There are a few different purposes of tariffs that economists consider. One being, a tariff is designed to protect the product or service that is domestically produced. We will walk through a basic example. Imagine Company A produces Widgets and they make these widgets and everything that is apart of the widget, in California. Then the widgets are sold to consumers in the USA for $10. Then there is Company B who also produces widgets, but they are a company based and manufactured in China. Company B sells their widgets to consumers in the USA for $8, making their widget cheaper than Company A widgets. Well what could happen is the USA could put Tariffs on Company B widgets being imported into the USA, say $4. Now for the consumer in the USA to buy Company B’s widgets, they will have to pay $12. Making it more expensive than the widgets that are made in the USA by Company A.
In the prior example, this is the purpose of protecting local companies with tariffs on imports. If a company is making a product domestically and another country makes that same product and imports it into that country, that country can use tariffs on the product to protect the product domestically made.
Also, a country will attach tariffs to certain imports to protect industries that are essential or that may have strong political influence. Doing so can raise the cost of a certain import and hopefully resulting in a less amount imported of that particular good.
Is a Tariff a good or bad thing?
Creating a tariff or even raising a tariff, is a very slippery slope for a country to embark on. Tariffs can often result in Trade Wars between countries. Trade wars can begin when one country may think that the other country’s trading practices are unfair to them. One thing to note, a Trade War between 2 countries can often lead to other countries being affected, who aren’t directly involved. Another negative to Trade Wars can be that it creates a less of a need for innovation. If the government were to step in to protect a domestic company and apply tariffs on an international competitor to save the domestic company and their business, that is not entirely good for everyone. Doing this, the government has saved the domestic company and doesn’t entirely push them to reach better innovation where if they have done so, the international competitor may not have been taking market share from them and force the government to apply tariffs on the international company.

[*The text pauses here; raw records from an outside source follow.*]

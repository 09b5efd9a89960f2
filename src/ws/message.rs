use std::fmt;
use std::sync::Arc;

use bytes::Bytes;

use crate::registry::{ConnectionEvent, ConnectionHandle, ConnectionRegistry, Stale};
use crate::ws::frame::Opcode;

/// WebSocket close status.
#[derive(Debug, Clone, Copy, PartialEq, Eq, Hash)]
pub struct CloseCode(pub u16);

impl CloseCode {
    pub const NORMAL: CloseCode = CloseCode(1000);
    pub const GOING_AWAY: CloseCode = CloseCode(1001);
    pub const PROTOCOL_ERROR: CloseCode = CloseCode(1002);
    pub const UNSUPPORTED_DATA: CloseCode = CloseCode(1003);
    /// Never sent; reported locally when a close frame had no status.
    pub const NO_STATUS: CloseCode = CloseCode(1005);
    /// Never sent; reported locally when the stream ended without a close frame.
    pub const ABNORMAL: CloseCode = CloseCode(1006);
    pub const INVALID_DATA: CloseCode = CloseCode(1007);
    pub const POLICY_VIOLATION: CloseCode = CloseCode(1008);
    pub const TOO_BIG: CloseCode = CloseCode(1009);
    pub const INTERNAL_ERROR: CloseCode = CloseCode(1011);

    /// Statuses a peer may put in a close frame.
    pub fn is_allowed_on_wire(&self) -> bool {
        matches!(self.0, 1000..=1003 | 1007..=1014 | 3000..=4999)
    }
}

impl fmt::Display for CloseCode {
    fn fmt(&self, f: &mut fmt::Formatter<'_>) -> fmt::Result {
        write!(f, "{}", self.0)
    }
}

/// One frame as seen by user code.
#[derive(Debug, Clone, PartialEq, Eq)]
pub struct Message {
    pub fin: bool,
    pub opcode: Opcode,
    pub payload: Bytes,
}

impl Message {
    pub fn new(opcode: Opcode, payload: impl Into<Bytes>) -> Self {
        Self {
            fin: true,
            opcode,
            payload: payload.into(),
        }
    }

    pub fn text(text: impl Into<String>) -> Self {
        Self::new(Opcode::Text, text.into())
    }

    pub fn binary(payload: impl Into<Bytes>) -> Self {
        Self::new(Opcode::Binary, payload)
    }

    /// Marks the message as the first or a middle piece of a fragmented one.
    pub fn partial(mut self) -> Self {
        self.fin = false;
        self
    }

    pub fn as_text(&self) -> Option<&str> {
        std::str::from_utf8(&self.payload).ok()
    }
}

/// Receives the events of an upgraded connection. Runs on the connection's
/// task; keep it short and clone the handle for work elsewhere.
pub trait WsHandler: Send + 'static {
    fn on_open(&mut self, _handle: &WsHandle) {}

    /// Every data frame, and pings and pongs (pings are answered already).
    fn on_message(&mut self, handle: &WsHandle, message: Message);

    /// Called exactly once, whatever ended the connection.
    fn on_close(&mut self, _code: CloseCode, _reason: &str) {}
}

impl<F> WsHandler for F
where
    F: FnMut(&WsHandle, Message) + Send + 'static,
{
    fn on_message(&mut self, handle: &WsHandle, message: Message) {
        self(handle, message)
    }
}

/// Sends to an upgraded connection from anywhere.
#[derive(Debug, Clone)]
pub struct WsHandle {
    registry: Arc<ConnectionRegistry>,
    connection: ConnectionHandle,
    id: u64,
}

impl WsHandle {
    pub fn new(registry: Arc<ConnectionRegistry>, connection: ConnectionHandle, id: u64) -> Self {
        Self {
            registry,
            connection,
            id,
        }
    }

    pub fn id(&self) -> u64 {
        self.id
    }

    pub fn send(&self, message: Message) -> Result<(), Stale> {
        self.registry
            .dispatch(self.connection, ConnectionEvent::WsSend(message))
    }

    pub fn send_text(&self, text: impl Into<String>) -> Result<(), Stale> {
        self.send(Message::text(text))
    }

    pub fn send_binary(&self, payload: impl Into<Bytes>) -> Result<(), Stale> {
        self.send(Message::binary(payload))
    }

    /// Starts the closing handshake.
    pub fn close(&self, code: CloseCode, reason: impl Into<String>) -> Result<(), Stale> {
        self.registry.dispatch(
            self.connection,
            ConnectionEvent::WsClose {
                code,
                reason: reason.into(),
            },
        )
    }

    pub fn is_open(&self) -> bool {
        self.registry.is_live(self.connection)
    }
}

How are companies and countries avoiding Tariffs?
There are some grey areas of avoiding tariffs that countries will partake in. Note, avoiding tariffs can be illegal. But I found some interesting things that countries will go through to avoid heavy tariffs imposed on their imports into other countries. One of these grey areas is called “Substantial Transformation.” This allows companies to indicate a different company of origin when importing a good to another country. This is often done by a country sending their good to another country and that country will not have tariffs imposed on their imports to the end country the good is being shipped to. Substantial Transformation is production that results in a new and different good. It will then be provided with a new name or character or use or tariff code from what it originally had. Like I said this is a grey area.
Another technique being used is referred to as “Code Fudging.” This is simple, importers are telling customs that a specific product is something similar but different. This sits in a grey zone also. Imagine a country is importing a soccer ball into the USA, they have a soccer ball box for the product and code for a soccer ball, but inside the box is a football. This is code fudging. Every USA import will fall into 1 of 18,927 product categories. So, you can imagine that customs may have a hard time catching every product that is coming through with a code fudging technique.
Another technique, which is similar to the first one I listed, is called “Transshipment.” This process would lead to falsifying origin documents, which is illegal. But is done when a company sends the product on a stop over to another country, which is not the exporting or importing country. Then the company sends the product to the final country, where there are no tariffs on that stop over exporting country. The final technique I will talk about is called “Radical Alternative Relocate.” This is done when tariffs are so heavy against one particular country that it just doesn’t make sense for a company to continue to work out of that country. It makes more sense for that company to go somewhere else to export their goods from. Some companies have moved the final phases of production to 3rd countries where export products can be substantially transformed before being shipped.